There are a number of reasons that aging makes it harder for us to lose weight. For one, we lose lean muscle as we age. According to Everyday Health, this process, which is called sarcopenia, is typically associated with people 65 and older but can develop earlier. Risk factors for sarcopenia include age, gender, and physical activity levels, with the risk increasing for those who suffer from obesity, type 2 diabetes, osteoporosis, and other health conditions (via Clinical Cases in Mineral and Bone Metabolism)
Losing muscle as you age is significant because muscle uses more calories compared to fat. Your body, therefore, needs fewer calories compared to when you were younger. However, many people do not adjust their calorie intake as they get older. "They keep eating the same amount, but because they have less muscle mass to burn those calories and less activity, they end up gaining weight over time," Dr. Marcio Griebeler, an endocrinologist at the Cleveland Clinic, told Everyday Health.
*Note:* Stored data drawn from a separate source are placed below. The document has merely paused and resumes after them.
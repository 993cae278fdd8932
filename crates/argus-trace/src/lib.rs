//! Trace file container.
//!
//! A trace file is a channel header (size word, 64-byte file header, gpu-info
//! array) followed by the packet stream and two trailing packets: the
//! portability table and a JSON metadata document. The file is append-only
//! apart from three header fields patched when the channel ends, so a capture
//! that dies mid-stream still leaves an openable file.

mod calls;
mod compress;
mod error;
mod format;
mod io;
mod meta;
mod portability;
mod reader;
mod writer;

pub use crate::calls::DeviceCreateInfo;
pub use crate::compress::{compress_body, decompress_body};
pub use crate::error::{Result, TraceError};
pub use crate::format::{
    current_arch, current_os, expected_channel_header_size, Compression, FileHeader, GpuInfo,
    TraceFlags, DEFAULT_COMPRESSION_THRESHOLD, FILE_HEADER_SIZE, GPU_INFO_SIZE, TRACE_MAGIC,
    TRACE_VERSION,
};
pub use crate::meta::TraceMetadata;
pub use crate::portability::{call_ids, decode_table, encode_table, PortabilitySet};
pub use crate::reader::{TraceFile, TraceReader};
pub use crate::writer::{validate_declared_size, TraceWriter, WriterOptions};
use argus_packet::{
    read_packet, write_packet, Packet, PacketTimes, PacketTypeId, PacketView,
    MAX_PACKET_BYTES, PACKET_HEADER_SIZE,
};
use proptest::prelude::*;

fn packet_shaped_bytes() -> impl Strategy<Value = Vec<u8>> {
    // Arbitrary garbage plus inputs that start with a plausible size word, so
    // the reader's body path gets exercised too.
    prop_oneof![
        3 => proptest::collection::vec(any::<u8>(), 0..=4096),
        2 => (PACKET_HEADER_SIZE..=512u64, proptest::collection::vec(any::<u8>(), 0..=512))
            .prop_map(|(size, tail)| {
                let mut bytes = size.to_le_bytes().to_vec();
                bytes.extend_from_slice(&tail);
                bytes
            }),
    ]
}

proptest! {
    #[test]
    fn read_packet_never_panics(bytes in packet_shaped_bytes()) {
        let mut cursor = &bytes[..];
        let res = std::panic::catch_unwind(move || {
            let mut out = Vec::new();
            while let Ok(Some(pkt)) = read_packet(&mut cursor) {
                out.push(pkt);
            }
            out
        });
        prop_assert!(res.is_ok(), "read_packet panicked (len={})", bytes.len());
    }

    #[test]
    fn view_from_bytes_never_panics(bytes in packet_shaped_bytes()) {
        let res = std::panic::catch_unwind(|| PacketView::from_bytes(&bytes).is_ok());
        prop_assert!(res.is_ok(), "PacketView::from_bytes panicked (len={})", bytes.len());
    }

    #[test]
    fn stream_roundtrip(
        bodies in proptest::collection::vec(proptest::collection::vec(any::<u8>(), 0..=256), 0..=8),
        thread_id in any::<u32>(),
    ) {
        let packets: Vec<Packet> = bodies
            .iter()
            .map(|body| {
                Packet::with_body(PacketTypeId::FIRST_API_CALL, thread_id, PacketTimes::default(), body)
            })
            .collect();

        let mut buf = Vec::new();
        for pkt in &packets {
            write_packet(&mut buf, pkt).unwrap();
        }

        let mut cursor = &buf[..];
        for pkt in &packets {
            let read = read_packet(&mut cursor).unwrap().expect("packet missing");
            prop_assert_eq!(&read, pkt);
        }
        prop_assert!(read_packet(&mut cursor).unwrap().is_none());
    }

    #[test]
    fn size_word_is_always_bounded(body_len in 0usize..=1024) {
        let pkt = Packet::with_body(
            PacketTypeId::FIRST_API_CALL,
            0,
            PacketTimes::default(),
            &vec![0u8; body_len],
        );
        let size = pkt.header().size;
        prop_assert!(size >= PACKET_HEADER_SIZE);
        prop_assert!(size <= MAX_PACKET_BYTES);
        prop_assert_eq!(size, pkt.as_bytes().len() as u64);
    }
}
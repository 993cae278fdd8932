//! Blocking packet framing over any `Read`/`Write`.
//!
//! Packets are self-delimiting: the first 8 bytes of the header are the total
//! on-wire size, so the reader never needs out-of-band framing. A clean EOF
//! before the first size byte is `Ok(None)`; an EOF anywhere else is a
//! truncation error.

use std::io::{self, Read, Write};

use crate::error::{PacketError, Result};
use crate::format::{Packet, PacketHeader, MAX_PACKET_BYTES, PACKET_HEADER_SIZE};

pub fn write_packet<W: Write>(w: &mut W, packet: &Packet) -> Result<()> {
    w.write_all(packet.as_bytes())?;
    Ok(())
}

/// Reads the next packet, or `None` on a clean end of stream.
pub fn read_packet<R: Read>(r: &mut R) -> Result<Option<Packet>> {
    let mut size_bytes = [0u8; 8];
    // Distinguish "no more packets" from "cut off mid-packet": only a zero
    // read on the first byte counts as a clean end.
    match r.read(&mut size_bytes)? {
        0 => return Ok(None),
        n => r
            .read_exact(&mut size_bytes[n..])
            .map_err(|e| truncated(e, 8))?,
    }
    let size = u64::from_le_bytes(size_bytes);
    if size < PACKET_HEADER_SIZE {
        return Err(PacketError::Undersized(size));
    }
    if size > MAX_PACKET_BYTES {
        return Err(PacketError::Oversized(size));
    }
    let mut bytes = vec![0u8; size as usize];
    bytes[0..8].copy_from_slice(&size_bytes);
    r.read_exact(&mut bytes[8..])
        .map_err(|e| truncated(e, size))?;
    // Revalidates the rest of the header, not just the size word.
    let _ = PacketHeader::decode(&bytes)?;
    Ok(Some(Packet::from_raw_unchecked(bytes)))
}

fn truncated(e: io::Error, expected: u64) -> PacketError {
    if e.kind() == io::ErrorKind::UnexpectedEof {
        PacketError::Truncated { expected, got: 0 }
    } else {
        PacketError::Io(e)
    }
}

#[cfg(test)]
mod tests {
    use super::*;
    use crate::format::{PacketTimes, PacketTypeId};

    #[test]
    fn roundtrip_two_packets_then_clean_eof() {
        let a = Packet::with_body(PacketTypeId(17), 1, PacketTimes::default(), b"aaaa");
        let b = Packet::control(PacketTypeId::MARKER_TERMINATE, 1, PacketTimes::default());
        let mut buf = Vec::new();
        write_packet(&mut buf, &a).unwrap();
        write_packet(&mut buf, &b).unwrap();

        let mut cursor = &buf[..];
        assert_eq!(read_packet(&mut cursor).unwrap().unwrap(), a);
        assert_eq!(read_packet(&mut cursor).unwrap().unwrap(), b);
        assert!(read_packet(&mut cursor).unwrap().is_none());
    }

    #[test]
    fn truncated_mid_packet_is_an_error() {
        let a = Packet::with_body(PacketTypeId(17), 1, PacketTimes::default(), b"payload");
        let mut buf = Vec::new();
        write_packet(&mut buf, &a).unwrap();
        buf.truncate(buf.len() - 3);

        let mut cursor = &buf[..];
        assert!(matches!(
            read_packet(&mut cursor),
            Err(PacketError::Truncated { .. })
        ));
    }

    #[test]
    fn absurd_size_word_rejected_without_allocation() {
        let mut buf = Vec::new();
        buf.extend_from_slice(&u64::MAX.to_le_bytes());
        buf.extend_from_slice(&[0u8; 64]);
        let mut cursor = &buf[..];
        assert!(matches!(
            read_packet(&mut cursor),
            Err(PacketError::Oversized(_))
        ));
    }
}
Other reasons you gain weight as you age
Aside from losing muscle as you age, there are other factors contributing to those pounds sticking around. According to Healthline, a slower metabolism is a major factor for most people as they age. Also, many women going through menopause often gain belly fat due to changing estrogen levels. Increased stress related to relationships and jobs can also add weight.
The good news is that you have science-backed options to address age-related weight gain. Stay away from processed foods and focus on natural, fiber-rich foods that will fill you up. "It will make it easier to control calories as these are high-volume foods — they take up more room in the stomach — while contributing less calories to your daily intake," Rachel Lustgarten, nutritionist at Weill Cornell Medicine and New York-Presbyterian, told Everyday Health. Also, start downsizing your portions and cutting between 100-200 calories from your diet to start. Stay well-hydrated, up your strength training to build more muscle, and get good sleep to help you stay relaxed and avoid stress eating.
If it turns out you're up a few pounds up and can't shake them, don't give yourself a hard time. "If it's not something that's causing a health problem, it may be fine to gain a couple pounds," Susan Weiner, a registered dietitian, nutritionist, and certified diabetes educator, told Healthline. "That's part of what happens in the life cycle."